Lots of patches got submitted (and resubmitted) this week. Ian Jackson of the Xen project posted a half-dozen patches (which were mostly negatively recieved or outright ignored), and Anthony Liguori inquired about pushing KVM patches upstream implementing ambitious new features (currently with x86-specific implementations). Aurelien Jarno ended the week with another set of patches, mostly bug fixes.
Dor Laor posted a new version of his gigabit adapter device emulation:
It supports TCP/UDP and IP transmit checksum, as well as TSO. It has been tested with Linux (2.6.18|22|23|24)++ and Windows XP (using the driver supplied at the intel download site). Windows Vista also works with driver downloaded from Intel. Checksum calculation is currently naïve and unoptimized (the host kernel does it better). But when working in conjuction to tso the performance is drastically better. Some figures (using kvm): Linux rx 350Mbps, tx 150Mbps, Windows rx 700Mbps, tx 100Mbps. (using qemu): Linux rx 51Mbps, tx 113Mbps. The e1000_hw.h is copied from Linux kernel and after requests by list members it has been reduced by 2/3.
Laurent Vivier posted a series of 5 patches to upgrade SCSI support:
This series of patches makes some cleanups in SCSI passthrough and adds functionality. [PATCH 1/5] reverse scsi-generic Reverse previous implementation and restore block-raw-posix.c. [PATCH 2/5] Move AIO This patch moves raw AIO part from block-raw-posix.c to qemu-aio-raw.c. [PATCH 3/5] Add block SG interface This patch re-implement scsi-generic.c using a new block interface. [PATCH 4/5] DVD movie support This patch allows to read a protected/encrypted movie from a DVD. [PATCH 5/5] SCSI device DMA split This patch allows to split a READ or WRITE into several READ or WRITE.
Ian Jackson posted a patch to make it easier for the Xen project to copy code from QEMU:
qemu's audio subdirectory contains a copy of BSD's sys-queue.h, which defines a bunch of LIST_ macros. This makes it difficult to build a program made partly out of qemu and partly out of the Linux kernel[1], since Linux has a different set of LIST_ macros. It might also cause trouble when mixing with BSD-derived code. Under the circumstances it's probably best to rename the versions in qemu. The attached patch does this. [1] You might well ask why anyone would want to do this. In Xen we are moving our emulation of IO devices from processes which run on the host into a dedicated VM (one per actual VM) which we call a `stub domain'. This dedicated VM runs a very cut-down `operating system' which uses some code from Linux.
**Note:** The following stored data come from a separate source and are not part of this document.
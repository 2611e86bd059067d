//! Generator state and the closed set of transitions that mutate it.

use std::fmt;
use std::str::FromStr;

use serde::{Deserialize, Serialize};
use zeroize::Zeroizing;

use super::errors::InputError;

/// Text shown before the first password is generated.
pub const PLACEHOLDER_PASSWORD: &str = "P4$5W0rD!";

/// Shortest password the UI offers.
pub const MIN_LENGTH: u8 = 8;

/// Longest password the UI offers.
pub const MAX_LENGTH: u8 = 20;

/// A password length in `MIN_LENGTH..=MAX_LENGTH`.
#[derive(Debug, Clone, Copy, PartialEq, Eq, PartialOrd, Ord, Serialize, Deserialize)]
#[serde(try_from = "i64", into = "u8")]
pub struct PasswordLength(u8);

impl PasswordLength {
    pub fn new(value: i64) -> Result<Self, InputError> {
        if value < MIN_LENGTH as i64 || value > MAX_LENGTH as i64 {
            return Err(InputError::LengthOutOfRange {
                value,
                min: MIN_LENGTH,
                max: MAX_LENGTH,
            });
        }
        Ok(Self(value as u8))
    }

    pub fn get(self) -> usize {
        self.0 as usize
    }
}

impl Default for PasswordLength {
    fn default() -> Self {
        Self(MIN_LENGTH)
    }
}

impl TryFrom<i64> for PasswordLength {
    type Error = InputError;

    fn try_from(value: i64) -> Result<Self, Self::Error> {
        Self::new(value)
    }
}

impl From<PasswordLength> for u8 {
    fn from(length: PasswordLength) -> Self {
        length.0
    }
}

/// One of the independently selectable character classes.
#[derive(Debug, Clone, Copy, PartialEq, Eq, Hash, Serialize, Deserialize)]
#[serde(rename_all = "lowercase")]
pub enum CharacterClass {
    Lowercase,
    Uppercase,
    Numbers,
    Symbols,
}

impl CharacterClass {
    pub const ALL: [CharacterClass; 4] = [
        CharacterClass::Uppercase,
        CharacterClass::Lowercase,
        CharacterClass::Numbers,
        CharacterClass::Symbols,
    ];

    pub fn as_str(self) -> &'static str {
        match self {
            CharacterClass::Lowercase => "lowercase",
            CharacterClass::Uppercase => "uppercase",
            CharacterClass::Numbers => "numbers",
            CharacterClass::Symbols => "symbols",
        }
    }
}

impl fmt::Display for CharacterClass {
    fn fmt(&self, f: &mut fmt::Formatter<'_>) -> fmt::Result {
        f.write_str(self.as_str())
    }
}

impl FromStr for CharacterClass {
    type Err = InputError;

    fn from_str(s: &str) -> Result<Self, Self::Err> {
        match s {
            "lowercase" => Ok(CharacterClass::Lowercase),
            "uppercase" => Ok(CharacterClass::Uppercase),
            "numbers" => Ok(CharacterClass::Numbers),
            "symbols" => Ok(CharacterClass::Symbols),
            other => Err(InputError::UnknownCharacterClass(other.to_string())),
        }
    }
}

/// Strength rating from weakest (0) to strongest (3).
#[derive(Debug, Clone, Copy, PartialEq, Eq, PartialOrd, Ord, Hash, Serialize)]
#[serde(into = "u8")]
pub enum StrengthRating {
    TooWeak = 0,
    Weak = 1,
    Medium = 2,
    Strong = 3,
}

impl StrengthRating {
    pub fn value(self) -> u8 {
        self as u8
    }

    pub fn from_value(value: u8) -> Option<Self> {
        match value {
            0 => Some(StrengthRating::TooWeak),
            1 => Some(StrengthRating::Weak),
            2 => Some(StrengthRating::Medium),
            3 => Some(StrengthRating::Strong),
            _ => None,
        }
    }

    /// Label shown next to the strength bars.
    pub fn label(self) -> &'static str {
        match self {
            StrengthRating::TooWeak => "TOO WEAK!",
            StrengthRating::Weak => "WEAK",
            StrengthRating::Medium => "MEDIUM",
            StrengthRating::Strong => "STRONG",
        }
    }
}

impl From<StrengthRating> for u8 {
    fn from(rating: StrengthRating) -> Self {
        rating.value()
    }
}

/// The password text currently on display.
#[derive(Clone, PartialEq, Eq, Default)]
pub enum DisplayedPassword {
    #[default]
    Placeholder,
    Generated(Zeroizing<String>),
}

impl DisplayedPassword {
    pub fn text(&self) -> &str {
        match self {
            DisplayedPassword::Placeholder => PLACEHOLDER_PASSWORD,
            DisplayedPassword::Generated(password) => password.as_str(),
        }
    }

    pub fn is_placeholder(&self) -> bool {
        matches!(self, DisplayedPassword::Placeholder)
    }
}

// Never print generated secrets through Debug.
impl fmt::Debug for DisplayedPassword {
    fn fmt(&self, f: &mut fmt::Formatter<'_>) -> fmt::Result {
        match self {
            DisplayedPassword::Placeholder => f.write_str("Placeholder"),
            DisplayedPassword::Generated(password) => {
                write!(f, "Generated(<{} chars>)", password.chars().count())
            }
        }
    }
}

/// Complete UI state of the generator.
#[derive(Debug, Clone, PartialEq, Eq, Default)]
pub struct GeneratorState {
    pub length: PasswordLength,
    pub lowercase: bool,
    pub uppercase: bool,
    pub numbers: bool,
    pub symbols: bool,
    pub generated_password: DisplayedPassword,
    pub is_copied: bool,
    pub strength: Option<StrengthRating>,
}

impl GeneratorState {
    pub fn is_enabled(&self, class: CharacterClass) -> bool {
        match class {
            CharacterClass::Lowercase => self.lowercase,
            CharacterClass::Uppercase => self.uppercase,
            CharacterClass::Numbers => self.numbers,
            CharacterClass::Symbols => self.symbols,
        }
    }

    pub(crate) fn flag_mut(&mut self, class: CharacterClass) -> &mut bool {
        match class {
            CharacterClass::Lowercase => &mut self.lowercase,
            CharacterClass::Uppercase => &mut self.uppercase,
            CharacterClass::Numbers => &mut self.numbers,
            CharacterClass::Symbols => &mut self.symbols,
        }
    }

    /// Generation is gated on the letter classes only.
    pub fn can_generate(&self) -> bool {
        self.lowercase || self.uppercase
    }

    pub fn can_copy(&self) -> bool {
        !self.generated_password.is_placeholder()
    }

    pub fn phase(&self) -> Phase {
        if self.generated_password.is_placeholder() {
            Phase::Idle
        } else if self.is_copied {
            Phase::Copied
        } else {
            Phase::Generated
        }
    }
}

/// Coarse lifecycle of a generator session.
#[derive(Debug, Clone, Copy, PartialEq, Eq, Serialize, Deserialize)]
#[serde(rename_all = "snake_case")]
pub enum Phase {
    Idle,
    Generated,
    Copied,
}

/// Every way the generator state can change.
#[derive(Debug, Clone, Copy, PartialEq, Eq)]
pub enum Transition {
    Toggle(CharacterClass),
    SetLength(PasswordLength),
    Generate,
    Copy,
}

/// Why a transition was not applied.
#[derive(Debug, Clone, Copy, PartialEq, Eq, Serialize, Deserialize)]
#[serde(rename_all = "snake_case")]
pub enum RefusalReason {
    /// Neither lowercase nor uppercase is enabled.
    NoLetterClass,
    /// Only the placeholder is on display.
    NothingToCopy,
}

impl RefusalReason {
    pub fn as_str(self) -> &'static str {
        match self {
            RefusalReason::NoLetterClass => "no_letter_class",
            RefusalReason::NothingToCopy => "nothing_to_copy",
        }
    }
}

/// Result of applying a transition.
#[derive(Debug, Clone, Copy, PartialEq, Eq)]
pub enum Outcome {
    Applied,
    Refused(RefusalReason),
}

impl Outcome {
    pub fn is_applied(self) -> bool {
        matches!(self, Outcome::Applied)
    }
}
The general response from QEMU developers was negative. Anthony Liguori replied:
That doesn't seem like a very good justification. If you're mixing QEMU code with other code, it's easier for you to maintain these merge conflict fixes as normal QEMU developers would have no idea what it wasn't okay to just use LIST_xxx
Ian then attempted to defend his patch, to which Johannes Schindelin responded:
> Well, surely with something like qemu one might expect to mix the code > with other things ? Read what you wrote. By that reasoning you cannot use _any_ name in qemu, because qemu should bend over to be mixable with other code.
The thread continued on a bit from there, but did not become more sympathetic to Ian's patch.
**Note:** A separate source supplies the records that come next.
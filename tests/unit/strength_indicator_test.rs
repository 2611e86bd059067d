//! Unit tests for the strength bar derivation.

use passgen::types::generator::StrengthRating;
use passgen::ui::strength_indicator::{bars, slot_fill, BarColor, SLOT_COUNT};
use rstest::rstest;

#[test]
fn test_unset_strength_renders_empty() {
    for index in 0..SLOT_COUNT {
        assert_eq!(slot_fill(index, None), None);
    }
    assert_eq!(bars(None), [None; SLOT_COUNT]);
}

#[test]
fn test_medium_fills_three_yellow_bars() {
    let y = Some(BarColor::Yellow);
    assert_eq!(bars(Some(StrengthRating::Medium)), [y, y, y, None]);
}

#[rstest]
#[case(StrengthRating::TooWeak, BarColor::Red, 1)]
#[case(StrengthRating::Weak, BarColor::Orange, 2)]
#[case(StrengthRating::Medium, BarColor::Yellow, 3)]
#[case(StrengthRating::Strong, BarColor::Lime, 4)]
fn test_fill_count_and_color(#[case] rating: StrengthRating, #[case] color: BarColor, #[case] filled: usize) {
    let rendered = bars(Some(rating));
    assert_eq!(rendered.iter().filter(|b| b.is_some()).count(), filled);
    // Filled bars are contiguous from the left and share the rating color.
    for (index, bar) in rendered.iter().enumerate() {
        if index < filled {
            assert_eq!(*bar, Some(color));
        } else {
            assert_eq!(*bar, None);
        }
    }
}

#[test]
fn test_color_names_match_stylesheet() {
    let names: Vec<&str> = [BarColor::Red, BarColor::Orange, BarColor::Yellow, BarColor::Lime]
        .iter()
        .map(|c| c.as_str())
        .collect();
    assert_eq!(names, vec!["red", "orange", "yellow", "lime"]);
    assert_eq!(serde_json::to_value(BarColor::Lime).unwrap(), serde_json::json!("lime"));
}
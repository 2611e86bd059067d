//! Rule-based password strength meter.
//!
//! Counts how many character classes a password contains ("diversity") and
//! picks the highest tier whose diversity and length thresholds are met.

use crate::types::generator::StrengthRating;

/// Trait defining the strength-scoring function.
pub trait StrengthScorer {
    fn score(&self, password: &str) -> StrengthRating;
}

/// A rating tier and the thresholds needed to reach it.
#[derive(Debug, Clone, Copy, PartialEq, Eq)]
pub struct StrengthTier {
    pub rating: StrengthRating,
    pub min_diversity: usize,
    pub min_length: usize,
}

/// Tiers in ascending order.
pub const DEFAULT_TIERS: [StrengthTier; 4] = [
    StrengthTier { rating: StrengthRating::TooWeak, min_diversity: 0, min_length: 0 },
    StrengthTier { rating: StrengthRating::Weak, min_diversity: 2, min_length: 6 },
    StrengthTier { rating: StrengthRating::Medium, min_diversity: 4, min_length: 8 },
    StrengthTier { rating: StrengthRating::Strong, min_diversity: 4, min_length: 10 },
];

/// Character classes detected in a password.
#[derive(Debug, Clone, Copy, Default, PartialEq, Eq)]
pub struct Composition {
    pub lowercase: bool,
    pub uppercase: bool,
    pub number: bool,
    pub symbol: bool,
}

impl Composition {
    pub fn of(password: &str) -> Self {
        let mut found = Self::default();
        for c in password.chars() {
            match c {
                'a'..='z' => found.lowercase = true,
                'A'..='Z' => found.uppercase = true,
                '0'..='9' => found.number = true,
                c if c.is_ascii_punctuation() || c == ' ' => found.symbol = true,
                _ => {}
            }
        }
        found
    }

    pub fn diversity(&self) -> usize {
        [self.lowercase, self.uppercase, self.number, self.symbol]
            .iter()
            .filter(|present| **present)
            .count()
    }
}

/// Default scorer using `DEFAULT_TIERS`.
pub struct RuleBasedScorer {
    tiers: Vec<StrengthTier>,
}

impl RuleBasedScorer {
    pub fn new() -> Self {
        Self {
            tiers: DEFAULT_TIERS.to_vec(),
        }
    }

    /// Uses custom tiers. The first tier must have zero thresholds so every
    /// password receives a rating.
    pub fn with_tiers(tiers: Vec<StrengthTier>) -> Self {
        Self { tiers }
    }
}

impl Default for RuleBasedScorer {
    fn default() -> Self {
        Self::new()
    }
}

impl StrengthScorer for RuleBasedScorer {
    fn score(&self, password: &str) -> StrengthRating {
        let diversity = Composition::of(password).diversity();
        let length = password.chars().count();

        self.tiers
            .iter()
            .filter(|tier| diversity >= tier.min_diversity && length >= tier.min_length)
            .map(|tier| tier.rating)
            .max()
            .unwrap_or(StrengthRating::TooWeak)
    }
}
//! App Core for passgen.
//!
//! Central struct holding the settings engine and the generator controller.

use tracing::{info, warn};

use crate::logging;
use crate::managers::generator_controller::GeneratorController;
use crate::services::clipboard::ClipboardSink;
use crate::services::settings_engine::{SettingsEngine, SettingsEngineTrait};
use crate::types::errors::SettingsError;
use crate::types::settings::{AppSettings, LoggingSettings};

/// Central application struct.
pub struct App {
    pub settings_engine: SettingsEngine,
    pub controller: GeneratorController,
}

impl App {
    /// Loads settings from `config_path` (or the default location) and builds
    /// a controller writing to `clipboard`.
    pub fn new(
        config_path: Option<String>,
        clipboard: Box<dyn ClipboardSink + Send>,
    ) -> Result<Self, SettingsError> {
        let mut settings_engine = SettingsEngine::new(config_path);
        settings_engine.load()?;
        Ok(Self::from_engine(settings_engine, clipboard))
    }

    /// Startup sequence for the binaries: load settings from the default
    /// location, install logging with the configured filter, build the app.
    pub fn bootstrap(clipboard: Box<dyn ClipboardSink + Send>) -> Self {
        Self::bootstrap_with(SettingsEngine::new(None), clipboard)
    }

    /// Same as `bootstrap` with an explicit engine. The load outcome is
    /// logged once the subscriber is installed; an unreadable settings file
    /// is replaced by defaults.
    pub fn bootstrap_with(mut settings_engine: SettingsEngine, clipboard: Box<dyn ClipboardSink + Send>) -> Self {
        let loaded = settings_engine.load();
        let filter = match &loaded {
            Ok(settings) => settings.logging.filter.clone(),
            Err(_) => LoggingSettings::default().filter,
        };
        logging::init(&filter);
        match loaded {
            Ok(_) => info!(path = settings_engine.get_config_path(), filter = %filter, "settings ready"),
            Err(e) => {
                warn!(error = %e, path = settings_engine.get_config_path(), "settings unreadable, using defaults")
            }
        }
        Self::from_engine(settings_engine, clipboard)
    }

    /// Builds the app around an engine whose settings are already loaded
    /// (or left at defaults).
    pub fn from_engine(settings_engine: SettingsEngine, clipboard: Box<dyn ClipboardSink + Send>) -> Self {
        let generator_settings = settings_engine.get_settings().generator.clone();
        Self {
            settings_engine,
            controller: GeneratorController::new(generator_settings, clipboard),
        }
    }

    pub fn settings(&self) -> &AppSettings {
        self.settings_engine.get_settings()
    }

    /// Updates one setting and pushes generator changes into the controller.
    pub fn set_setting(&mut self, key: &str, value: serde_json::Value) -> Result<(), SettingsError> {
        self.settings_engine.set_value(key, value)?;
        self.sync_controller();
        Ok(())
    }

    pub fn reset_settings(&mut self) -> Result<(), SettingsError> {
        self.settings_engine.reset()?;
        self.sync_controller();
        Ok(())
    }

    fn sync_controller(&mut self) {
        let generator_settings = self.settings_engine.get_settings().generator.clone();
        self.controller.set_generator_settings(generator_settings);
    }
}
Sergey Bychkov had a problem running a Windows guest under Linux:
I can't understand why clock in guest OS (Windows 2003) goes very slow.
Are you sure the rtc freq has been made to 1024? # cat /proc/sys/dev/rtc/max-user-freq should yield 1024 before you ran qemu.
Sergey said that helped, but didn't fix it. The next suggestion was the -clock command line option, and Sergey reported:
After some investigations I can say that with the latest (2008/01/30) qemu from cvs, compiled with gcc-3.4 on linux x86_64 host, guest OS win2k3 works not too good. With "-clock dynticks" clock in OS is very slow - and windows time server can't adjust. With "-clock rtc" hung periodically - for up to 5 minutes, 300 seconds. This could happen at bootstrap - when no OS, only BIOS. Then it resumes and works for some random period of time, then hangs again, and so on. This behaviour doesn't depend on guest OS, and was reproduced with Knoppix live CD.
Sergey decided to ignore rtc and focus on dynticks, and eventually found the cause of his slowdown:
I have found that slow clock was inspired by working UltraVNC server installed in guest OS. Possibly, often queries to video driver force qemu to "forget" to send clock IRQs to guest. At this time I didn't find more details about this problem, but stopping UltraVNC service completely remove it.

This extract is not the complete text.